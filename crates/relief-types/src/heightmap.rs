use serde::{Deserialize, Serialize};

/// Errors constructing a [`Heightmap`] from raw samples.
#[derive(Debug, Clone, PartialEq, thiserror::Error)]
pub enum HeightmapError {
    #[error("expected {expected} samples for the grid, got {actual}")]
    SampleCountMismatch { expected: usize, actual: usize },

    #[error("sample {index} is {value}, outside [0, 1]")]
    SampleOutOfRange { index: usize, value: f32 },

    #[error("grid {width}x{height} is too large to allocate")]
    TooLarge { width: usize, height: usize },
}

/// Normalized relief depth grid, row-major with the origin at the top-left.
///
/// Samples are guaranteed to lie in `[0, 1]`. The grid dimensions are not
/// checked here: a 1-wide or 1-tall heightmap is representable so that the
/// mesh encoder can reject it on its own terms. Deserialization goes
/// through [`Heightmap::from_samples`].
#[derive(Debug, Clone, PartialEq, Serialize, Deserialize)]
#[serde(try_from = "RawHeightmap")]
pub struct Heightmap {
    width: usize,
    height: usize,
    samples: Vec<f32>,
}

impl Heightmap {
    /// Build a heightmap from row-major samples.
    pub fn from_samples(
        width: usize,
        height: usize,
        samples: Vec<f32>,
    ) -> Result<Self, HeightmapError> {
        let heightmap = Self {
            width,
            height,
            samples,
        };
        heightmap.check()?;
        Ok(heightmap)
    }

    /// A heightmap where every sample equals `value` (clamped to `[0, 1]`).
    pub fn flat(width: usize, height: usize, value: f32) -> Result<Self, HeightmapError> {
        let too_large = HeightmapError::TooLarge { width, height };
        let count = width.checked_mul(height).ok_or(too_large.clone())?;
        let value = if value.is_nan() {
            0.0
        } else {
            value.clamp(0.0, 1.0)
        };

        let mut samples = Vec::new();
        samples.try_reserve_exact(count).map_err(|_| too_large)?;
        samples.resize(count, value);
        Ok(Self {
            width,
            height,
            samples,
        })
    }

    /// Re-check the sample count and range invariants.
    pub fn check(&self) -> Result<(), HeightmapError> {
        let expected = self.width.checked_mul(self.height).unwrap_or(usize::MAX);
        if self.samples.len() != expected {
            return Err(HeightmapError::SampleCountMismatch {
                expected,
                actual: self.samples.len(),
            });
        }
        if let Some((index, &value)) = self
            .samples
            .iter()
            .enumerate()
            .find(|(_, v)| !(0.0..=1.0).contains(*v))
        {
            return Err(HeightmapError::SampleOutOfRange { index, value });
        }
        Ok(())
    }

    pub fn width(&self) -> usize {
        self.width
    }

    pub fn height(&self) -> usize {
        self.height
    }

    pub fn samples(&self) -> &[f32] {
        &self.samples
    }

    /// Sample at column `x`, row `y`. Panics when out of bounds.
    pub fn get(&self, x: usize, y: usize) -> f32 {
        assert!(x < self.width && y < self.height, "sample ({x}, {y}) out of bounds");
        self.samples[y * self.width + x]
    }

    /// Number of grid cells, `(width-1) * (height-1)`; zero for degenerate grids.
    pub fn cell_count(&self) -> usize {
        self.width.saturating_sub(1) * self.height.saturating_sub(1)
    }

    /// Iterate the samples row by row.
    pub fn rows(&self) -> impl Iterator<Item = &[f32]> {
        // chunks() panics on zero; an empty-width grid has no rows to yield.
        self.samples.chunks(self.width.max(1))
    }
}

/// Unchecked wire form of [`Heightmap`].
#[derive(Deserialize)]
struct RawHeightmap {
    width: usize,
    height: usize,
    samples: Vec<f32>,
}

impl TryFrom<RawHeightmap> for Heightmap {
    type Error = HeightmapError;

    fn try_from(raw: RawHeightmap) -> Result<Self, Self::Error> {
        Heightmap::from_samples(raw.width, raw.height, raw.samples)
    }
}

#[cfg(test)]
mod tests {
    use super::*;

    #[test]
    fn from_samples_checks_length() {
        let err = Heightmap::from_samples(3, 2, vec![0.0; 5]).unwrap_err();
        assert_eq!(
            err,
            HeightmapError::SampleCountMismatch {
                expected: 6,
                actual: 5
            }
        );
    }

    #[test]
    fn from_samples_rejects_out_of_range() {
        let err = Heightmap::from_samples(2, 2, vec![0.0, 0.5, 1.5, 1.0]).unwrap_err();
        assert_eq!(
            err,
            HeightmapError::SampleOutOfRange {
                index: 2,
                value: 1.5
            }
        );
        assert!(Heightmap::from_samples(1, 1, vec![f32::NAN]).is_err());
    }

    #[test]
    fn get_is_row_major() {
        let hm = Heightmap::from_samples(3, 2, vec![0.0, 0.1, 0.2, 0.3, 0.4, 0.5]).unwrap();
        assert_eq!(hm.get(2, 0), 0.2);
        assert_eq!(hm.get(0, 1), 0.3);
        assert_eq!(hm.rows().count(), 2);
    }

    #[test]
    fn cell_count_handles_degenerate_grids() {
        assert_eq!(Heightmap::flat(4, 4, 0.0).unwrap().cell_count(), 9);
        assert_eq!(Heightmap::flat(1, 4, 0.0).unwrap().cell_count(), 0);
        assert_eq!(Heightmap::flat(0, 0, 0.0).unwrap().cell_count(), 0);
    }

    #[test]
    fn flat_clamps_value() {
        let hm = Heightmap::flat(2, 2, 3.0).unwrap();
        assert!(hm.samples().iter().all(|&v| v == 1.0));
    }

    #[test]
    fn heightmap_json_roundtrip() {
        let hm = Heightmap::flat(2, 3, 0.25).unwrap();
        let json = serde_json::to_string(&hm).unwrap();
        let back: Heightmap = serde_json::from_str(&json).unwrap();
        assert_eq!(hm, back);
    }

    #[test]
    fn deserialize_rejects_inconsistent_samples() {
        let short = serde_json::from_str::<Heightmap>(
            r#"{"width":3,"height":3,"samples":[0.0,0.5,0.25,1.0]}"#,
        );
        assert!(short.unwrap_err().to_string().contains("expected 9 samples"));

        let out_of_range =
            serde_json::from_str::<Heightmap>(r#"{"width":2,"height":1,"samples":[0.0,7.0]}"#);
        assert!(out_of_range.unwrap_err().to_string().contains("outside [0, 1]"));
    }

    #[test]
    fn flat_rejects_overflowing_grid() {
        assert_eq!(
            Heightmap::flat(usize::MAX, 2, 0.0).unwrap_err(),
            HeightmapError::TooLarge {
                width: usize::MAX,
                height: 2
            }
        );
        assert!(matches!(
            Heightmap::flat(1 << 31, 1 << 31, 0.0),
            Err(HeightmapError::TooLarge { .. })
        ));
    }
}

PROMPT:
Please copy the whole of the material exactly as written.

COMPLETED TASK:
filename crates/relief-types/src/heightmap.rs
use serde::{Deserialize, Serialize};

/// Errors constructing a [`Heightmap`] from raw samples.
#[derive(Debug, Clone, PartialEq, thiserror::Error)]
pub enum HeightmapError {
    #[error("expected {expected} samples for the grid, got {actual}")]
    SampleCountMismatch { expected: usize, actual: usize },

    #[error("sample {index} is {value}, outside [0, 1]")]
    SampleOutOfRange { index: usize, value: f32 },

    #[error("grid {width}x{height} is too large to allocate")]
    TooLarge { width: usize, height: usize },
}

/// Normalized relief depth grid, row-major with the origin at the top-left.
///
/// Samples are guaranteed to lie in `[0, 1]`. The grid dimensions are not
/// checked here: a 1-wide or 1-tall heightmap is representable so that the
/// mesh encoder can reject it on its own terms. Deserialization goes
/// through [`Heightmap::from_samples`].
#[derive(Debug, Clone, PartialEq, Serialize, Deserialize)]
#[serde(try_from = "RawHeightmap")]
pub struct Heightmap {
    width: usize,
    height: usize,
    samples: Vec<f32>,
}

impl Heightmap {
    /// Build a heightmap from row-major samples.
    pub fn from_samples(
        width: usize,
        height: usize,
        samples: Vec<f32>,
    ) -> Result<Self, HeightmapError> {
        let heightmap = Self {
            width,
            height,
            samples,
        };
        heightmap.check()?;
        Ok(heightmap)
    }

    /// A heightmap where every sample equals `value` (clamped to `[0, 1]`).
    pub fn flat(width: usize, height: usize, value: f32) -> Result<Self, HeightmapError> {
        let too_large = HeightmapError::TooLarge { width, height };
        let count = width.checked_mul(height).ok_or(too_large.clone())?;
        let value = if value.is_nan() {
            0.0
        } else {
            value.clamp(0.0, 1.0)
        };

        let mut samples = Vec::new();
        samples.try_reserve_exact(count).map_err(|_| too_large)?;
        samples.resize(count, value);
        Ok(Self {
            width,
            height,
            samples,
        })
    }

    /// Re-check the sample count and range invariants.
    pub fn check(&self) -> Result<(), HeightmapError> {
        let expected = self.width.checked_mul(self.height).unwrap_or(usize::MAX);
        if self.samples.len() != expected {
            return Err(HeightmapError::SampleCountMismatch {
                expected,
                actual: self.samples.len(),
            });
        }
        if let Some((index, &value)) = self
            .samples
            .iter()
            .enumerate()
            .find(|(_, v)| !(0.0..=1.0).contains(*v))
        {
            return Err(HeightmapError::SampleOutOfRange { index, value });
        }
        Ok(())
    }

    pub fn width(&self) -> usize {
        self.width
    }

    pub fn height(&self) -> usize {
        self.height
    }

    pub fn samples(&self) -> &[f32] {
        &self.samples
    }

    /// Sample at column `x`, row `y`. Panics when out of bounds.
    pub fn get(&self, x: usize, y: usize) -> f32 {
        assert!(x < self.width && y < self.height, "sample ({x}, {y}) out of bounds");
        self.samples[y * self.width + x]
    }

    /// Number of grid cells, `(width-1) * (height-1)`; zero for degenerate grids.
    pub fn cell_count(&self) -> usize {
        self.width.saturating_sub(1) * self.height.saturating_sub(1)
    }

    /// Iterate the samples row by row.
    pub fn rows(&self) -> impl Iterator<Item = &[f32]> {
        // chunks() panics on zero; an empty-width grid has no rows to yield.
        self.samples.chunks(self.width.max(1))
    }
}

/// Unchecked wire form of [`Heightmap`].
#[derive(Deserialize)]
struct RawHeightmap {
    width: usize,
    height: usize,
    samples: Vec<f32>,
}

impl TryFrom<RawHeightmap> for Heightmap {
    type Error = HeightmapError;

    fn try_from(raw: RawHeightmap) -> Result<Self, Self::Error> {
        Heightmap::from_samples(raw.width, raw.height, raw.samples)
    }
}

#[cfg(test)]
mod tests {
    use super::*;

    #[test]
    fn from_samples_checks_length() {
        let err = Heightmap::from_samples(3, 2, vec![0.0; 5]).unwrap_err();
        assert_eq!(
            err,
            HeightmapError::SampleCountMismatch {
                expected: 6,
                actual: 5
            }
        );
    }

    #[test]
    fn from_samples_rejects_out_of_range() {
        let err = Heightmap::from_samples(2, 2, vec![0.0, 0.5, 1.5, 1.0]).unwrap_err();
        assert_eq!(
            err,
            HeightmapError::SampleOutOfRange {
                index: 2,
                value: 1.5
            }
        );
        assert!(Heightmap::from_samples(1, 1, vec![f32::NAN]).is_err());
    }

    #[test]
    fn get_is_row_major() {
        let hm = Heightmap::from_samples(3, 2, vec![0.0, 0.1, 0.2, 0.3, 0.4, 0.5]).unwrap();
        assert_eq!(hm.get(2, 0), 0.2);
        assert_eq!(hm.get(0, 1), 0.3);
        assert_eq!(hm.rows().count(), 2);
    }

    #[test]
    fn cell_count_handles_degenerate_grids() {
        assert_eq!(Heightmap::flat(4, 4, 0.0).unwrap().cell_count(), 9);
        assert_eq!(Heightmap::flat(1, 4, 0.0).unwrap().cell_count(), 0);
        assert_eq!(Heightmap::flat(0, 0, 0.0).unwrap().cell_count(), 0);
    }

    #[test]
    fn flat_clamps_value() {
        let hm = Heightmap::flat(2, 2, 3.0).unwrap();
        assert!(hm.samples().iter().all(|&v| v == 1.0));
    }

    #[test]
    fn heightmap_json_roundtrip() {
        let hm = Heightmap::flat(2, 3, 0.25).unwrap();
        let json = serde_json::to_string(&hm).unwrap();
        let back: Heightmap = serde_json::from_str(&json).unwrap();
        assert_eq!(hm, back);
    }

    #[test]
    fn deserialize_rejects_inconsistent_samples() {
        let short = serde_json::from_str::<Heightmap>(
            r#"{"width":3,"height":3,"samples":[0.0,0.5,0.25,1.0]}"#,
        );
        assert!(short.unwrap_err().to_string().contains("expected 9 samples"));

        let out_of_range =
            serde_json::from_str::<Heightmap>(r#"{"width":2,"height":1,"samples":[0.0,7.0]}"#);
        assert!(out_of_range.unwrap_err().to_string().contains("outside [0, 1]"));
    }

    #[test]
    fn flat_rejects_overflowing_grid() {
        assert_eq!(
            Heightmap::flat(usize::MAX, 2, 0.0).unwrap_err(),
            HeightmapError::TooLarge {
                width: usize::MAX,
                height: 2
            }
        );
        assert!(matches!(
            Heightmap::flat(1 << 31, 1 << 31, 0.0),
            Err(HeightmapError::TooLarge { .. })
        ));
    }
}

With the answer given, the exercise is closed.